PARIS — Societe Generale SA Thursday reported a multibillion fourth-quarter loss in the wake of a trading scandal, and it launched a EUR5.5 billion rights issue that it hopes will garner the funds needed to pursue growth and remain an independent entity.
France's second-largest bank by market value, which earlier reported subprime-related writedowns of EUR2.6 billion at its investment bank, also warned that it could be forced to take a further hit from liquidity issues at its asset-management division. It didn't specify the amount but said the writedown could be booked in the first quarter.
SocGen, meanwhile, confirmed its fourth-quarter net loss of EUR3.35 billion, after a year-ago net profit of EUR1.18 billion. For the full year, SocGen confirmed that it made a net profit of EUR947 million, down 82% from EUR5.22 billion in 2006.

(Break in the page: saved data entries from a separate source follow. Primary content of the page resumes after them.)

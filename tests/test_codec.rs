use common::{get_engine, sod, sod_ic, CONFIG};
use mvmm_ale::{codec::ExtensiveCodec, mesh::Tessellation, HydroError};

mod common;

#[test]
fn test_engine_round_trip() {
    let mut engine = get_engine(CONFIG, sod(20), sod_ic);
    engine.advance().expect("Error advancing engine!");

    let codec = ExtensiveCodec::for_batch(engine.mesh().dimensionality(), engine.extensives());
    assert_eq!(codec.chunk_len(), 4);
    let buffer = codec.encode(engine.extensives());
    assert_eq!(buffer.len(), 20 * codec.chunk_len());
    let decoded = codec.decode(&buffer).expect("Error decoding batch!");
    assert_eq!(decoded, engine.extensives());

    match codec.decode(&buffer[1..]) {
        Err(HydroError::MalformedBatch {
            chunk_len,
            buffer_len,
            ..
        }) => {
            assert_eq!(chunk_len, 4);
            assert_eq!(buffer_len, 79);
        }
        other => panic!("Unexpected decoding result: {other:?}"),
    }
}
use glam::DVec3;
use rand::{rngs::StdRng, Rng, SeedableRng};
use yaml_rust::Yaml;

use super::{Face, Tessellation};
use crate::{
    errors::ConfigError,
    utils::{box_reflect, box_wrap},
    Dimensionality,
};

#[derive(Clone, Copy, Debug, PartialEq, Eq)]
pub enum MeshBoundary {
    /// Static walls at both ends of the domain.
    Walls,
    Periodic,
}

/// A one dimensional Voronoi tessellation of `[anchor, anchor + length]`.
///
/// Every vertex generates the cell of all points closer to it than to any other vertex. Faces
/// have unit area, so cell volumes are lengths.
#[derive(Clone, Debug)]
pub struct SegmentMesh {
    positions: Vec<f64>,
    anchor: f64,
    length: f64,
    boundary: MeshBoundary,
    lower: Vec<f64>,
    upper: Vec<f64>,
    faces: Vec<Face>,
    cell_faces: Vec<Vec<usize>>,
    neighbors: Vec<Vec<usize>>,
}

impl SegmentMesh {
    pub fn new(positions: Vec<f64>, anchor: f64, length: f64, boundary: MeshBoundary) -> Self {
        let mut mesh = Self {
            positions: vec![],
            anchor,
            length,
            boundary,
            lower: vec![],
            upper: vec![],
            faces: vec![],
            cell_faces: vec![],
            neighbors: vec![],
        };
        mesh.positions = positions.into_iter().map(|x| mesh.fix_in_domain(x)).collect();
        mesh.rebuild();
        mesh
    }

    /// Vertices at the centres of `num_cells` equal cells.
    pub fn uniform(num_cells: usize, anchor: f64, length: f64, boundary: MeshBoundary) -> Self {
        let dx = length / num_cells as f64;
        let positions = (0..num_cells)
            .map(|i| anchor + (i as f64 + 0.5) * dx)
            .collect();
        Self::new(positions, anchor, length, boundary)
    }

    /// Like [`SegmentMesh::uniform`], with every vertex displaced by a random fraction
    /// (at most `perturbation / 2`) of the cell size.
    pub fn perturbed<R: Rng>(
        num_cells: usize,
        anchor: f64,
        length: f64,
        boundary: MeshBoundary,
        perturbation: f64,
        rng: &mut R,
    ) -> Self {
        let dx = length / num_cells as f64;
        let positions = (0..num_cells)
            .map(|i| {
                anchor + (i as f64 + 0.5 + perturbation * rng.gen_range(-0.5..0.5)) * dx
            })
            .collect();
        Self::new(positions, anchor, length, boundary)
    }

    /// Reads `num_cells`, `box_size`, `anchor`, `boundary` and optionally `perturbations` with
    /// `seed`. A `dimensionality` other than 1 is rejected.
    pub fn init(cfg: &Yaml) -> Result<Self, ConfigError> {
        if Dimensionality::init(cfg)? != Dimensionality::OneD {
            return Err(ConfigError::InvalidValue {
                name: "mesh:dimensionality".to_string(),
                value: cfg["dimensionality"].clone(),
            });
        }
        let num_cells = cfg["num_cells"]
            .as_i64()
            .ok_or(ConfigError::MissingParameter("mesh:num_cells".to_string()))?;
        if num_cells <= 0 {
            return Err(ConfigError::InvalidValue {
                name: "mesh:num_cells".to_string(),
                value: cfg["num_cells"].clone(),
            });
        }
        let length = cfg["box_size"].as_f64().unwrap_or(1.);
        let anchor = cfg["anchor"].as_f64().unwrap_or(0.);
        let boundary = match cfg["boundary"].as_str().unwrap_or("walls") {
            "walls" => MeshBoundary::Walls,
            "periodic" => MeshBoundary::Periodic,
            name => {
                return Err(ConfigError::UnknownVariant {
                    kind: "mesh boundary",
                    name: name.to_string(),
                })
            }
        };
        let mesh = match cfg["perturbations"].as_f64() {
            Some(perturbation) => {
                let seed = cfg["seed"].as_i64().unwrap_or(0) as u64;
                let mut rng = StdRng::seed_from_u64(seed);
                Self::perturbed(
                    num_cells as usize,
                    anchor,
                    length,
                    boundary,
                    perturbation,
                    &mut rng,
                )
            }
            None => Self::uniform(num_cells as usize, anchor, length, boundary),
        };
        Ok(mesh)
    }

    pub fn boundary(&self) -> MeshBoundary {
        self.boundary
    }

    fn fix_in_domain(&self, x: f64) -> f64 {
        let mut pos = DVec3::new(x, 0., 0.);
        let anchor = DVec3::new(self.anchor, 0., 0.);
        let box_size = DVec3::new(self.length, 0., 0.);
        match self.boundary {
            MeshBoundary::Walls => box_reflect(anchor, box_size, &mut pos, 1),
            MeshBoundary::Periodic => box_wrap(anchor, box_size, &mut pos, 1),
        }
        pos.x
    }

    /// Recompute cell bounds, faces and neighbours from the vertex positions.
    fn rebuild(&mut self) {
        let n = self.positions.len();
        self.lower = vec![0.; n];
        self.upper = vec![0.; n];
        self.faces.clear();
        self.cell_faces = vec![vec![]; n];
        self.neighbors = vec![vec![]; n];
        if n == 0 {
            return;
        }

        let mut order: Vec<usize> = (0..n).collect();
        order.sort_by(|&a, &b| self.positions[a].total_cmp(&self.positions[b]).then(a.cmp(&b)));

        let x = |i: usize| self.positions[i];
        let (x_min, x_max) = (self.anchor, self.anchor + self.length);
        match self.boundary {
            MeshBoundary::Walls => {
                self.faces.push(Face::new(
                    order[0],
                    None,
                    1.,
                    -DVec3::X,
                    DVec3::new(x_min, 0., 0.),
                    None,
                ));
                for k in 0..n {
                    let i = order[k];
                    self.lower[i] = if k == 0 {
                        x_min
                    } else {
                        0.5 * (x(order[k - 1]) + x(i))
                    };
                    self.upper[i] = if k == n - 1 {
                        x_max
                    } else {
                        0.5 * (x(i) + x(order[k + 1]))
                    };
                    if k + 1 < n {
                        let j = order[k + 1];
                        self.faces.push(Face::new(
                            i,
                            Some(j),
                            1.,
                            DVec3::X,
                            DVec3::new(self.upper[i], 0., 0.),
                            None,
                        ));
                        self.neighbors[i].push(j);
                        self.neighbors[j].push(i);
                    }
                }
                self.faces.push(Face::new(
                    order[n - 1],
                    None,
                    1.,
                    DVec3::X,
                    DVec3::new(x_max, 0., 0.),
                    None,
                ));
            }
            MeshBoundary::Periodic => {
                for k in 0..n {
                    let i = order[k];
                    let prev = order[(k + n - 1) % n];
                    let next = order[(k + 1) % n];
                    let prev_x = if k == 0 { x(prev) - self.length } else { x(prev) };
                    let next_x = if k == n - 1 { x(next) + self.length } else { x(next) };
                    self.lower[i] = 0.5 * (prev_x + x(i));
                    self.upper[i] = 0.5 * (x(i) + next_x);
                    let shift = (k == n - 1).then(|| DVec3::new(self.length, 0., 0.));
                    self.faces.push(Face::new(
                        i,
                        Some(next),
                        1.,
                        DVec3::X,
                        DVec3::new(self.upper[i], 0., 0.),
                        shift,
                    ));
                    if next != i && !self.neighbors[i].contains(&next) {
                        self.neighbors[i].push(next);
                        self.neighbors[next].push(i);
                    }
                }
            }
        }

        for (face_idx, face) in self.faces.iter().enumerate() {
            self.cell_faces[face.left()].push(face_idx);
            if let Some(right) = face.right() {
                if right != face.left() {
                    self.cell_faces[right].push(face_idx);
                }
            }
        }
    }
}

impl Tessellation for SegmentMesh {
    fn dimensionality(&self) -> Dimensionality {
        Dimensionality::OneD
    }

    fn vertex_count(&self) -> usize {
        self.positions.len()
    }

    fn vertex_position(&self, index: usize) -> DVec3 {
        DVec3::new(self.positions[index], 0., 0.)
    }

    fn cell_volume(&self, index: usize) -> f64 {
        self.upper[index] - self.lower[index]
    }

    fn cell_centroid(&self, index: usize) -> DVec3 {
        DVec3::new(0.5 * (self.lower[index] + self.upper[index]), 0., 0.)
    }

    fn cell_width(&self, index: usize) -> f64 {
        self.cell_volume(index)
    }

    fn neighbors(&self, index: usize) -> &[usize] {
        &self.neighbors[index]
    }

    fn faces_of(&self, index: usize) -> &[usize] {
        &self.cell_faces[index]
    }

    fn faces(&self) -> &[Face] {
        &self.faces
    }

    fn move_vertices(&mut self, positions: &[DVec3]) {
        debug_assert_eq!(positions.len(), self.positions.len());
        self.positions = positions.iter().map(|p| self.fix_in_domain(p.x)).collect();
        self.rebuild();
    }

    fn insert_vertex(&mut self, position: DVec3) -> usize {
        let x = self.fix_in_domain(position.x);
        self.positions.push(x);
        self.rebuild();
        self.positions.len() - 1
    }

    fn remove_vertex(&mut self, index: usize) {
        self.positions.remove(index);
        self.rebuild();
    }
}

It had released preliminary numbers Jan. 24 and Feb. 11 after it revealed a hit of about EUR4.9 billion, blamed on what it alleges was a rogue trader.
SocGen's asset-management division said more writedowns could be possible if the current credit crisis persisted. In 2007, it booked EUR276 million in losses and writedowns related to the credit crunch. The losses stemmed from the company stepping in for customers looking to withdraw from money market funds, it said.
"The purchase of assets originating from SGAM funds invested in credit-type underlyings could continue in the first quarter 2008 and, given the situation in the credit markets, lead to further writedowns," SocGen said.
Analysts say that the recent trading scandal, management crisis and subsequent reduction in share price have made SocGen more vulnerable to a takeover. However, the further writedown fears and a newly published audit report exposing flawed internal security systems could discourage any immediate takeover bids for the troubled bank, which has a market capitalization of EUR33 billion, second behind cross-town rival BNP Paribas SA's EUR54 billion.
BNP Paribas, which is looking at SocGen, said at its full-year results conference Wednesday that the situation remains too complex to draw any final conclusions yet.
Also a key factor to the bank's future as a standalone operation will be the planned EUR5.5 billion capital hike, which was announced the same the day the trade scandal broke and which kicked off Thursday.
The rights issue, which runs until Feb. 29, is underwritten by several international investment banks, but a lack of interest from SocGen's investors could prompt management to speed up its search for a merger partner.
At 1514 GMT, SocGen shares were down EUR0.54, or 0.8%, at EUR65.88 in an overall upbeat market. The stock has lost roughly half of its value this year.
SocGen's results came a day after it unveiled the results of an internal audit, conducted in the wake of the trading scandal. It said that the audit showed that SocGen employees failed to "systematically" check unauthorized trades and certain controls were lacking.
The committee proposed a number of security measures in addition to what the bank itself announced to prevent other similar cases from happening. An international audit firm will review the new measures and make its assessment public before the annual shareholders meeting in May.
In its results presentation Thursday, SocGen also confirmed that its corporate and investment bank was hit by EUR2.6 billion in previously announced writedowns related to its exposure to unhedged CDOs, monoline insurers and residential mortgage-backed securities.
Its French and international retail division, by contrast, posted healthy figures, escaping the effects of subprime-related fallout, SocGen said.
SocGen confirmed that it would slash its 2007 dividend to EUR0.90 a share from EUR5.20 the year before.
Full-year revenue fell by 2.2% to EUR21.92 billion from EUR22.42 billion in 2006. Fourth-quarter revenue plunged 32% to EUR3.88 billion from EUR5.67 billion a year-earlier.